Exercise description: Beginning with the first line, copy out each line of the material until the line containing "build a crawler." has been copied as well.

↓↓↓

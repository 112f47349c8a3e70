// src/cli.rs
// =============================================================================
// This file defines our command-line interface using the `clap` crate.
//
// Usage:
//   link-crawler [URL] [--depth=n] [--debug] [--concurrency=k] [--json]
//
// clap handles --help (exit 0) and rejects malformed numbers such as
// --depth=-1 or --depth=abc with a usage error (non-zero exit) before we
// ever build a crawler.
// =============================================================================

use clap::Parser;

use crate::config::{DEFAULT_CONCURRENCY, DEFAULT_MAX_DEPTH, DEFAULT_SEED, DEFAULT_TIMEOUT_SECS};

// #[derive(Parser)] generates the parsing code from the fields below
#[derive(Parser, Debug)]
#[command(
    name = "link-crawler",
    version,
    about = "Recursively collect the internal links of a website",
    long_about = "link-crawler starts at a URL, follows every link that stays on the same host \
                  up to a depth limit, and prints each (label, link) pair it found, sorted by label."
)]
pub struct Cli {
    /// The URL to start crawling from
    #[arg(default_value = DEFAULT_SEED)]
    pub url: String,

    /// Limit recursive link depth
    ///
    /// Depth 0 = only the links on the starting page
    /// Depth 1 = ... plus the links on every page it links to
    #[arg(long, default_value_t = DEFAULT_MAX_DEPTH)]
    pub depth: usize,

    /// Enable debug output
    #[arg(long)]
    pub debug: bool,

    /// Maximum number of requests in flight at once
    #[arg(long, default_value_t = DEFAULT_CONCURRENCY)]
    pub concurrency: usize,

    /// Per-request timeout in seconds
    #[arg(long, default_value_t = DEFAULT_TIMEOUT_SECS)]
    pub timeout: u64,

    /// Follow HTTP redirects instead of classifying the 3xx response itself
    #[arg(long)]
    pub follow_redirects: bool,

    /// Print the crawl report as JSON instead of `label -> href` lines
    #[arg(long)]
    pub json: bool,
}

#[cfg(test)]
mod tests {
    use super::*;

    #[test]
    fn test_defaults() {
        let cli = Cli::try_parse_from(["link-crawler"]).unwrap();
        assert_eq!(cli.url, "https://example.com/");
        assert_eq!(cli.depth, 10);
        assert!(!cli.debug);
        assert_eq!(cli.concurrency, 100);
    }

    #[test]
    fn test_depth_with_equals_sign() {
        let cli = Cli::try_parse_from(["link-crawler", "https://rust-lang.org", "--depth=3", "--debug"])
            .unwrap();
        assert_eq!(cli.url, "https://rust-lang.org");
        assert_eq!(cli.depth, 3);
        assert!(cli.debug);
    }

    #[test]
    fn test_rejects_negative_depth() {
        assert!(Cli::try_parse_from(["link-crawler", "--depth=-1"]).is_err());
        assert!(Cli::try_parse_from(["link-crawler", "--depth=ten"]).is_err());
    }

    #[test]
    fn test_help_is_not_a_failure() {
        let err = Cli::try_parse_from(["link-crawler", "--help"]).unwrap_err();
        assert_eq!(err.kind(), clap::error::ErrorKind::DisplayHelp);
        assert_eq!(err.exit_code(), 0);
    }
}
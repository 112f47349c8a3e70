// src/error.rs
// =============================================================================
// Typed errors for the parts of the crawler that can fail.
//
// Only configuration problems are fatal. Everything that goes wrong while a
// crawl is running (a page that won't load, an href that won't parse) is
// handled where it happens and never reaches the caller as an error.
//
// Rust concepts:
// - thiserror: derives std::error::Error and Display from attributes
// - #[from]: lets `?` convert a source error into our enum automatically
// =============================================================================

use thiserror::Error;

/// Problems with the command-line configuration. Reported before any request
/// is made; the process exits non-zero.
#[derive(Debug, Error)]
pub enum ConfigError {
    #[error("URL must not be empty")]
    EmptySeed,

    #[error("Invalid URL '{url}': {source}")]
    InvalidSeed {
        url: String,
        #[source]
        source: url::ParseError,
    },

    #[error("Unsupported scheme '{scheme}' in '{url}' (expected http or https)")]
    UnsupportedScheme { url: String, scheme: String },

    #[error("URL has no host: {0}")]
    MissingHost(String),

    #[error("Concurrency limit must be at least 1")]
    ZeroConcurrency,

    #[error("Request timeout must be at least 1 second")]
    ZeroTimeout,
}

/// Why an href could not be turned into a canonical absolute URL.
#[derive(Debug, Error, PartialEq, Eq)]
pub enum NormalizeError {
    #[error("cannot resolve '{href}': {source}")]
    Unparseable {
        href: String,
        #[source]
        source: url::ParseError,
    },

    #[error("'{0}' contains a malformed percent-escape")]
    BadEscape(String),

    // mailto:, javascript:, data: and friends
    #[error("'{0}' is not a hierarchical URL")]
    Opaque(String),
}

/// Errors that stop a crawl from starting.
#[derive(Debug, Error)]
pub enum CrawlError {
    #[error(transparent)]
    Config(#[from] ConfigError),

    #[error("failed to build HTTP client: {0}")]
    Client(#[from] reqwest::Error),
}
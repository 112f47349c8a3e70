// src/main.rs
// =============================================================================
// This is the entry point of our CLI application.
//
// What happens here:
// 1. Parse command-line arguments using clap
// 2. Set up logging (tracing) to stderr
// 3. Validate the arguments into a CrawlConfig
// 4. Run the crawl, stopping early on Ctrl-C
// 5. Print the sorted links and exit with a proper code
//    (0 = success, 1 = interrupted, 2 = bad configuration or internal error)
// =============================================================================

mod cli;
mod config;
mod crawl;
mod error;
mod fetch;
mod links;

use std::io::Write;

use anyhow::{Context, Result};
use clap::Parser;
use tracing::{error, warn};

use cli::Cli;
use config::CrawlConfig;
use crawl::{CrawlReport, Crawler};

#[tokio::main]
async fn main() {
    let exit_code = match run().await {
        Ok(code) => code,
        Err(e) => {
            error!("{e:#}");
            2
        }
    };

    std::process::exit(exit_code);
}

async fn run() -> Result<i32> {
    // clap prints usage and exits on --help (0) or malformed arguments (2)
    let cli = Cli::parse();
    init_tracing(cli.debug);

    let config = match CrawlConfig::from_cli(&cli) {
        Ok(config) => config,
        Err(e) => {
            warn!("{e}");
            return Ok(2);
        }
    };

    let crawler = Crawler::new(config).context("failed to set up the crawler")?;
    let stop = crawler.stop_signal();

    let crawl = crawler.run();
    tokio::pin!(crawl);

    tokio::select! {
        report = &mut crawl => {
            write_report(&mut std::io::stdout().lock(), &report, cli.json)?;
            Ok(0)
        }
        _ = interrupted() => {
            warn!("interrupted, waiting for in-flight pages to finish (Ctrl-C again to quit now)");
            stop.request();
            tokio::select! {
                report = &mut crawl => {
                    warn!(links = report.links.len(), "crawl stopped early, results are incomplete");
                }
                _ = interrupted() => {
                    warn!("interrupted again, exiting without waiting");
                }
            }
            Ok(1)
        }
    }
}

// Resolves on Ctrl-C. If the handler can't be installed we just never resolve
async fn interrupted() {
    if let Err(e) = tokio::signal::ctrl_c().await {
        warn!(error = %e, "cannot listen for Ctrl-C");
        std::future::pending::<()>().await;
    }
}

fn init_tracing(debug: bool) {
    use tracing_subscriber::{fmt, EnvFilter};

    let filter = if debug {
        "link_crawler=debug"
    } else {
        "link_crawler=info"
    };

    let env_filter = EnvFilter::try_from_default_env().unwrap_or_else(|_| EnvFilter::new(filter));

    fmt()
        .with_env_filter(env_filter)
        .with_target(false)
        .with_writer(std::io::stderr)
        .init();
}

// Links go to stdout, everything else goes to stderr through tracing
fn write_report(out: &mut impl Write, report: &CrawlReport, json: bool) -> Result<()> {
    if json {
        serde_json::to_writer_pretty(&mut *out, report)?;
        writeln!(out)?;
        return Ok(());
    }

    writeln!(out, "Collected internal links (sorted by label):")?;
    for link in &report.links {
        writeln!(out, "{} -> {}", link.label, link.href)?;
    }
    writeln!(out, "Found links: {}", report.links.len())?;
    Ok(())
}
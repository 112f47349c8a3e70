// src/links/mod.rs
// =============================================================================
// Everything about a single link, independent of the network.
//
// Submodules:
// - html: pulls raw (label, href) anchors out of a page body
// - normalize: resolves an href against its page into a canonical URL
// - filter: keeps only http(s) URLs on the seed's host
// =============================================================================

mod filter;
mod html;
mod normalize;

use serde::Serialize;

pub use filter::is_crawlable;
pub use html::{extract_links, RawLink};
pub use normalize::normalize;

/// A discovered internal link: the anchor text and the canonical href.
///
/// Ordering is by label first, so a sorted collection of links reads the way
/// the crawler prints them.
#[derive(Debug, Clone, PartialEq, Eq, Hash, PartialOrd, Ord, Serialize)]
pub struct Link {
    pub label: String,
    pub href: String,
}

impl Link {
    /// An anchor with no text is labelled with its own (normalized) href.
    pub fn new(label: Option<String>, href: String) -> Self {
        Self {
            label: label.unwrap_or_else(|| href.clone()),
            href,
        }
    }
}
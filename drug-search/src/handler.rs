//! SearchHandler – binds one activation of the search control to one request and renders the
//! outcome into the page's result container.
//!
//! ## Activation cycle
//! 1. Read the query field **at activation time** and trim it.
//! 2. Empty query: raise the blocking notice and stop. No request is sent.
//! 3. Post `{"brand_drug": <query>}` through the [`SearchTransport`], exactly once.
//! 4. Map the reply onto the result container:
//!    * 2xx: parse the body, render the result boxes, replace the container with the markup.
//!    * other status: replace the container with [`HTTP_ERROR_TEXT`].
//!    * transport/parse/render failure: replace the container with [`GENERIC_ERROR_TEXT`] and
//!      log the detail at error level.
//!
//! ## Overlapping activations
//! Activating again while a request is in flight is allowed and issues a second request. Each
//! activation takes a ticket when its request is issued; only the holder of the newest ticket
//! may write the container. An older activation that settles later is dropped and reports
//! [`Activation::Superseded`], so the container always shows the latest activation's outcome
//! whatever order the replies arrive in.

use std::sync::{
    Arc, Mutex, PoisonError,
    atomic::{AtomicUsize, Ordering},
};

use tracing::{debug, error, info};

use crate::{
    error::{EMPTY_QUERY_NOTICE, GENERIC_ERROR_TEXT, HTTP_ERROR_TEXT, Result, SearchError},
    page::Page,
    payload::{DrugInfo, SearchRequest},
    render::render_info,
    transport::{SearchReply, SearchTransport},
};

/// Trimmed, non-empty query
#[derive(Debug, Clone, PartialEq, Eq)]
pub struct Query(String);

impl Query {
    pub fn parse(raw: &str) -> Result<Self> {
        let trimmed = raw.trim();
        if trimmed.is_empty() {
            return Err(SearchError::EmptyQuery);
        }
        Ok(Self(trimmed.to_string()))
    }

    pub fn as_str(&self) -> &str {
        &self.0
    }
}

#[derive(Debug, Clone, Copy, PartialEq, Eq)]
pub enum HandlerState {
    Idle,
    Pending,
}

/// What a single activation did to the page
#[derive(Debug)]
pub enum Activation {
    /// Empty query; the notice was raised and nothing was sent
    Rejected,
    /// Result boxes were rendered
    Rendered,
    /// An error text was rendered
    Failed(SearchError),
    /// A newer activation was issued before this one settled; the page was left alone
    Superseded,
}

/// Search handler wired to a page and a transport.
///
/// Cloning is cheap and clones share the ticket counter, so clones handed to different event
/// sources still agree on which activation is the latest.
#[derive(Clone)]
pub struct SearchHandler {
    page: Arc<dyn Page>,
    transport: Arc<dyn SearchTransport>,
    /// Newest issued ticket. Held while a settled activation writes the page, so issuing and
    /// writing never interleave.
    latest_ticket: Arc<Mutex<u64>>,
    in_flight: Arc<AtomicUsize>,
}

impl SearchHandler {
    pub fn new(page: Arc<dyn Page>, transport: Arc<dyn SearchTransport>) -> Self {
        Self {
            page,
            transport,
            latest_ticket: Arc::new(Mutex::new(0)),
            in_flight: Arc::new(AtomicUsize::new(0)),
        }
    }

    pub fn state(&self) -> HandlerState {
        if self.in_flight.load(Ordering::SeqCst) > 0 {
            HandlerState::Pending
        } else {
            HandlerState::Idle
        }
    }

    /// Run one activation against the current contents of the query field
    pub async fn activate(&self) -> Activation {
        let query = match Query::parse(&self.page.query_value()) {
            Ok(query) => query,
            Err(_) => {
                self.page.alert(EMPTY_QUERY_NOTICE);
                return Activation::Rejected;
            }
        };

        let ticket = self.issue_ticket();
        info!(ticket, query = query.as_str(), "Search activated");

        let outcome = {
            let _pending = PendingGuard::enter(&self.in_flight);
            self.search(&query).await
        };

        let latest = self.latest_ticket.lock().unwrap_or_else(PoisonError::into_inner);
        if *latest != ticket {
            debug!(ticket, "Dropping reply from superseded activation");
            return Activation::Superseded;
        }

        match outcome {
            Ok(markup) => {
                self.page.set_markup(markup);
                Activation::Rendered
            }
            Err(e @ SearchError::Http(_)) => {
                debug!(ticket, "Search endpoint rejected request: {}", e);
                self.page.set_text(HTTP_ERROR_TEXT.to_string());
                Activation::Failed(e)
            }
            Err(e) => {
                error!(ticket, error = %e, "Drug search failed");
                self.page.set_text(GENERIC_ERROR_TEXT.to_string());
                Activation::Failed(e)
            }
        }
    }

    fn issue_ticket(&self) -> u64 {
        let mut latest = self.latest_ticket.lock().unwrap_or_else(PoisonError::into_inner);
        *latest += 1;
        *latest
    }

    async fn search(&self, query: &Query) -> Result<String> {
        let request = SearchRequest::new(query.as_str());

        match self.transport.post_search(&request).await? {
            SearchReply::Success(body) => {
                let info = DrugInfo::from_json(&body)?;
                render_info(&info)
            }
            SearchReply::Failure(status) => Err(SearchError::Http(status)),
        }
    }
}

/// Counts an activation as in flight until dropped, even if the activation future is abandoned
struct PendingGuard<'a> {
    in_flight: &'a AtomicUsize,
}

impl<'a> PendingGuard<'a> {
    fn enter(in_flight: &'a AtomicUsize) -> Self {
        in_flight.fetch_add(1, Ordering::SeqCst);
        Self { in_flight }
    }
}

impl Drop for PendingGuard<'_> {
    fn drop(&mut self) {
        self.in_flight.fetch_sub(1, Ordering::SeqCst);
    }
}
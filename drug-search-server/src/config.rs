use thiserror::Error;

pub const INDEX_NAME: &str = "drug-info-index";
pub const INDEX_DIMENSION: usize = 1536;
pub const DEFAULT_PINECONE_CONTROL_URL: &str = "https://api.pinecone.io";
pub const DEFAULT_GEMINI_API_URL: &str = "https://api.gemini.com/v1/generate";
pub const DEFAULT_OPENROUTER_MODEL: &str = "openai/gpt-4.1-mini";

#[derive(Error, Debug)]
pub enum ConfigError {
    #[error("{0} environment variable is required")]
    Missing(&'static str),

    #[error("Invalid value for {name}: {reason}")]
    Invalid { name: &'static str, reason: String },

    #[error("Either GEMINI_API_KEY or OPENROUTER_API_KEY environment variable is required")]
    NoGenerator,
}

#[derive(Debug, Clone)]
pub struct PineconeConfig {
    pub api_key: String,
    /// Region of the serverless index, e.g. `us-west-2`
    pub environment: String,
    pub control_url: String,
    pub index_name: String,
    pub dimension: usize,
}

#[derive(Debug, Clone)]
pub enum GeneratorConfig {
    Gemini { api_url: String, api_key: String },
    OpenRouter { api_key: String, model: String },
}

#[derive(Debug, Clone)]
pub struct ServerConfig {
    pub host: String,
    pub port: u16,
    pub pinecone: PineconeConfig,
    pub generator: GeneratorConfig,
}

impl ServerConfig {
    pub fn from_env() -> Result<Self, ConfigError> {
        Self::from_lookup(|name| std::env::var(name).ok())
    }

    /// Build the configuration from any variable source
    pub fn from_lookup(lookup: impl Fn(&str) -> Option<String>) -> Result<Self, ConfigError> {
        let var = |name: &str| lookup(name).filter(|value| !value.trim().is_empty());
        let required = |name: &'static str| var(name).ok_or(ConfigError::Missing(name));

        let port = match var("PORT") {
            Some(port) => port.parse::<u16>().map_err(|e| ConfigError::Invalid {
                name: "PORT",
                reason: e.to_string(),
            })?,
            None => 5000,
        };

        let pinecone = PineconeConfig {
            api_key: required("PINECONE_API_KEY")?,
            environment: required("PINECONE_ENV")?,
            control_url: var("PINECONE_CONTROL_URL")
                .unwrap_or_else(|| DEFAULT_PINECONE_CONTROL_URL.to_string()),
            index_name: INDEX_NAME.to_string(),
            dimension: INDEX_DIMENSION,
        };

        let generator = if let Some(api_key) = var("GEMINI_API_KEY") {
            GeneratorConfig::Gemini {
                api_url: var("GEMINI_API_URL").unwrap_or_else(|| DEFAULT_GEMINI_API_URL.to_string()),
                api_key,
            }
        } else if let Some(api_key) = var("OPENROUTER_API_KEY") {
            GeneratorConfig::OpenRouter {
                api_key,
                model: var("OPENROUTER_MODEL")
                    .unwrap_or_else(|| DEFAULT_OPENROUTER_MODEL.to_string()),
            }
        } else {
            return Err(ConfigError::NoGenerator);
        };

        Ok(Self {
            host: var("HOST").unwrap_or_else(|| "127.0.0.1".to_string()),
            port,
            pinecone,
            generator,
        })
    }
}
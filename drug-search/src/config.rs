/// Endpoint the search handler posts to when nothing else is configured
pub const DEFAULT_ENDPOINT: &str = "http://localhost:5000/search";

/// Environment variable overriding the endpoint
pub const ENDPOINT_ENV: &str = "DRUG_SEARCH_ENDPOINT";

#[derive(Debug, Clone, PartialEq, Eq)]
pub struct ClientConfig {
    pub endpoint: String,
}

impl ClientConfig {
    pub fn new(endpoint: impl Into<String>) -> Self {
        Self {
            endpoint: endpoint.into(),
        }
    }

    /// Read the endpoint from `DRUG_SEARCH_ENDPOINT`, falling back to the local default
    pub fn from_env() -> Self {
        Self::from_lookup(|name| std::env::var(name).ok())
    }

    /// Build the configuration from any variable source; blank values count as unset
    pub fn from_lookup(lookup: impl Fn(&str) -> Option<String>) -> Self {
        let endpoint = lookup(ENDPOINT_ENV)
            .map(|value| value.trim().to_string())
            .filter(|value| !value.is_empty())
            .unwrap_or_else(|| DEFAULT_ENDPOINT.to_string());
        Self::new(endpoint)
    }
}

impl Default for ClientConfig {
    fn default() -> Self {
        Self::new(DEFAULT_ENDPOINT)
    }
}

#[cfg(test)]
mod tests {
    use super::*;

    #[test]
    fn test_endpoint_override() {
        let config = ClientConfig::from_lookup(|name: &str| {
            (name == ENDPOINT_ENV).then(|| " http://search.internal:8080/search ".to_string())
        });
        assert_eq!(config.endpoint, "http://search.internal:8080/search");
    }

    #[test]
    fn test_blank_or_missing_endpoint_uses_default() {
        let config = ClientConfig::from_lookup(|_: &str| Some("   ".to_string()));
        assert_eq!(config.endpoint, "http://localhost:5000/search");

        let config = ClientConfig::from_lookup(|_: &str| None);
        assert_eq!(config, ClientConfig::default());
    }
}
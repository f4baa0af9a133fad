use anyhow::{Result, anyhow};
use async_trait::async_trait;
use reqwest::StatusCode;
use rig::completion::Prompt;
use rig::prelude::*;
use serde_json::{Value, json};
use tracing::{info, warn};

/// Upper bound on generated tokens per request
pub const MAX_TOKENS: u32 = 150;

/// Build the prompt asking for the generic drug and a comparison
pub fn build_prompt(brand_drug: &str, drug_info: &str) -> String {
    format!(
        "Given the following drug information for brand drug '{}': {}, \
         provide the generic drug name along with detailed comparison information.",
        brand_drug, drug_info
    )
}

/// Produces the generic-drug text shown to the user
#[async_trait]
pub trait GenericInfoGenerator: Send + Sync {
    async fn generate(&self, brand_drug: &str, drug_info: &str) -> Result<String>;
}

/// Plain HTTP generate endpoint (`{prompt, max_tokens}` in, `{generated_text}` out)
pub struct GeminiGenerator {
    client: reqwest::Client,
    api_url: String,
    api_key: String,
}

impl GeminiGenerator {
    pub fn new(api_url: impl Into<String>, api_key: impl Into<String>) -> Self {
        Self {
            client: reqwest::Client::new(),
            api_url: api_url.into(),
            api_key: api_key.into(),
        }
    }
}

#[async_trait]
impl GenericInfoGenerator for GeminiGenerator {
    async fn generate(&self, brand_drug: &str, drug_info: &str) -> Result<String> {
        let payload = json!({
            "prompt": build_prompt(brand_drug, drug_info),
            "max_tokens": MAX_TOKENS
        });

        let response = self
            .client
            .post(&self.api_url)
            .bearer_auth(&self.api_key)
            .json(&payload)
            .send()
            .await
            .map_err(|e| anyhow!("Gemini API request failed: {}", e))?;

        // A rejected generation is reported to the user as text, not as a failed search.
        if response.status() != StatusCode::OK {
            let status = response.status();
            let body = response.text().await.unwrap_or_default();
            warn!("Gemini API returned {}: {}", status, body);
            return Ok(format!("Error querying Gemini API: {}", body));
        }

        let data: Value = response
            .json()
            .await
            .map_err(|e| anyhow!("Failed to parse Gemini API response: {}", e))?;

        Ok(data
            .get("generated_text")
            .and_then(Value::as_str)
            .unwrap_or("No text returned")
            .to_string())
    }
}

/// LLM agent over OpenRouter
pub struct OpenRouterGenerator {
    agent: rig::agent::Agent<rig::providers::openrouter::CompletionModel>,
}

impl OpenRouterGenerator {
    pub fn new(api_key: &str, model: &str) -> Self {
        let client = rig::providers::openrouter::Client::new(api_key);
        let agent = client
            .agent(model)
            .preamble("You are a pharmacist comparing brand-name drugs with their generic equivalents.")
            .max_tokens(MAX_TOKENS as u64)
            .build();
        Self { agent }
    }
}

#[async_trait]
impl GenericInfoGenerator for OpenRouterGenerator {
    async fn generate(&self, brand_drug: &str, drug_info: &str) -> Result<String> {
        let prompt = build_prompt(brand_drug, drug_info);
        let response = self.agent.prompt(prompt.as_str()).await?;
        info!("Generated generic info for {} ({} chars)", brand_drug, response.len());
        Ok(response)
    }
}

#[cfg(test)]
mod tests {
    use super::*;
    use mockito::Matcher;

    #[test]
    fn test_prompt_text() {
        assert_eq!(
            build_prompt("Lipitor", "Statin"),
            "Given the following drug information for brand drug 'Lipitor': Statin, \
             provide the generic drug name along with detailed comparison information."
        );
    }

    #[tokio::test]
    async fn test_generated_text() {
        let mut server = mockito::Server::new_async().await;
        let mock = server
            .mock("POST", "/v1/generate")
            .match_header("authorization", "Bearer gm-key")
            .match_body(Matcher::Json(json!({
                "prompt": build_prompt("Lipitor", "Statin"),
                "max_tokens": 150
            })))
            .with_status(200)
            .with_header("content-type", "application/json")
            .with_body(r#"{"generated_text":"Atorvastatin"}"#)
            .create_async()
            .await;

        let generator = GeminiGenerator::new(format!("{}/v1/generate", server.url()), "gm-key");
        let text = generator.generate("Lipitor", "Statin").await.unwrap();

        assert_eq!(text, "Atorvastatin");
        mock.assert_async().await;
    }

    #[tokio::test]
    async fn test_missing_generated_text() {
        let mut server = mockito::Server::new_async().await;
        let _mock = server
            .mock("POST", "/v1/generate")
            .with_status(200)
            .with_body(r#"{"other":"field"}"#)
            .create_async()
            .await;

        let generator = GeminiGenerator::new(format!("{}/v1/generate", server.url()), "gm-key");

        assert_eq!(
            generator.generate("Lipitor", "Statin").await.unwrap(),
            "No text returned"
        );
    }

    #[tokio::test]
    async fn test_error_status_becomes_text() {
        let mut server = mockito::Server::new_async().await;
        let _mock = server
            .mock("POST", "/v1/generate")
            .with_status(429)
            .with_body("quota exceeded")
            .create_async()
            .await;

        let generator = GeminiGenerator::new(format!("{}/v1/generate", server.url()), "gm-key");

        assert_eq!(
            generator.generate("Lipitor", "Statin").await.unwrap(),
            "Error querying Gemini API: quota exceeded"
        );
    }
}
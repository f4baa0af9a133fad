pub mod config;
pub mod error;
pub mod handler;
pub mod page;
pub mod payload;
pub mod render;
pub mod transport;

// Re-export commonly used types
pub use config::ClientConfig;
pub use error::{ErrorKind, Result, SearchError};
pub use handler::{Activation, HandlerState, Query, SearchHandler};
pub use page::{InMemoryPage, Page, RenderTarget};
pub use payload::{BrandComparison, DrugInfo, GenericLookup, SearchRequest};
pub use render::{render_document, render_info};
pub use transport::{HttpTransport, SearchReply, SearchTransport};
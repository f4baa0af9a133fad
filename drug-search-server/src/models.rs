use serde::{Deserialize, Serialize};

// Wire types shared with the search handler.
pub use drug_search::{GenericLookup as SearchResponse, SearchRequest};

#[derive(Debug, Serialize, Deserialize)]
pub struct ErrorResponse {
    pub error: String,
    #[serde(skip_serializing_if = "Option::is_none")]
    pub details: Option<String>,
}

#[derive(Debug, Serialize, Deserialize)]
pub struct HealthResponse {
    pub status: String,
    pub timestamp: String,
}
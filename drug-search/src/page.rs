use std::sync::{PoisonError, RwLock};

/// Content of the result container
#[derive(Debug, Clone, PartialEq, Eq, Default)]
pub enum RenderTarget {
    #[default]
    Empty,
    Markup(String),
    Text(String),
}

impl RenderTarget {
    /// Raw content, markup or text, as it would sit in the container
    pub fn as_str(&self) -> &str {
        match self {
            RenderTarget::Empty => "",
            RenderTarget::Markup(markup) => markup,
            RenderTarget::Text(text) => text,
        }
    }

    pub fn text(&self) -> Option<&str> {
        match self {
            RenderTarget::Text(text) => Some(text),
            _ => None,
        }
    }

    pub fn markup(&self) -> Option<&str> {
        match self {
            RenderTarget::Markup(markup) => Some(markup),
            _ => None,
        }
    }
}

/// The host page elements the search handler is wired to: the query field,
/// the blocking notice and the result container.
pub trait Page: Send + Sync {
    /// Current value of the query field
    fn query_value(&self) -> String;

    /// Show a blocking notice to the user
    fn alert(&self, message: &str);

    /// Replace the result container with markup
    fn set_markup(&self, markup: String);

    /// Replace the result container with plain text
    fn set_text(&self, text: String);
}

/// Page kept entirely in memory
#[derive(Debug, Default)]
pub struct InMemoryPage {
    query: RwLock<String>,
    target: RwLock<RenderTarget>,
    notices: RwLock<Vec<String>>,
}

impl InMemoryPage {
    pub fn new() -> Self {
        Self::default()
    }

    pub fn with_query(query: impl Into<String>) -> Self {
        let page = Self::new();
        page.set_query(query);
        page
    }

    /// Type into the query field
    pub fn set_query(&self, query: impl Into<String>) {
        *self.query.write().unwrap_or_else(PoisonError::into_inner) = query.into();
    }

    pub fn target(&self) -> RenderTarget {
        self.target
            .read()
            .unwrap_or_else(PoisonError::into_inner)
            .clone()
    }

    /// Notices raised so far, oldest first
    pub fn notices(&self) -> Vec<String> {
        self.notices
            .read()
            .unwrap_or_else(PoisonError::into_inner)
            .clone()
    }
}

impl Page for InMemoryPage {
    fn query_value(&self) -> String {
        self.query
            .read()
            .unwrap_or_else(PoisonError::into_inner)
            .clone()
    }

    fn alert(&self, message: &str) {
        self.notices
            .write()
            .unwrap_or_else(PoisonError::into_inner)
            .push(message.to_string());
    }

    fn set_markup(&self, markup: String) {
        *self.target.write().unwrap_or_else(PoisonError::into_inner) = RenderTarget::Markup(markup);
    }

    fn set_text(&self, text: String) {
        *self.target.write().unwrap_or_else(PoisonError::into_inner) = RenderTarget::Text(text);
    }
}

↑↑↑

Solution to this task:
repository 112f47349c8a3e70
// src/cli.rs
// =============================================================================
// This file defines our command-line interface using the `clap` crate.
//
// Usage:
//   link-crawler [URL] [--depth=n] [--debug] [--concurrency=k] [--json]
//
// clap handles --help (exit 0) and rejects malformed numbers such as
// --depth=-1 or --depth=abc with a usage error (non-zero exit) before we
// ever build a crawler.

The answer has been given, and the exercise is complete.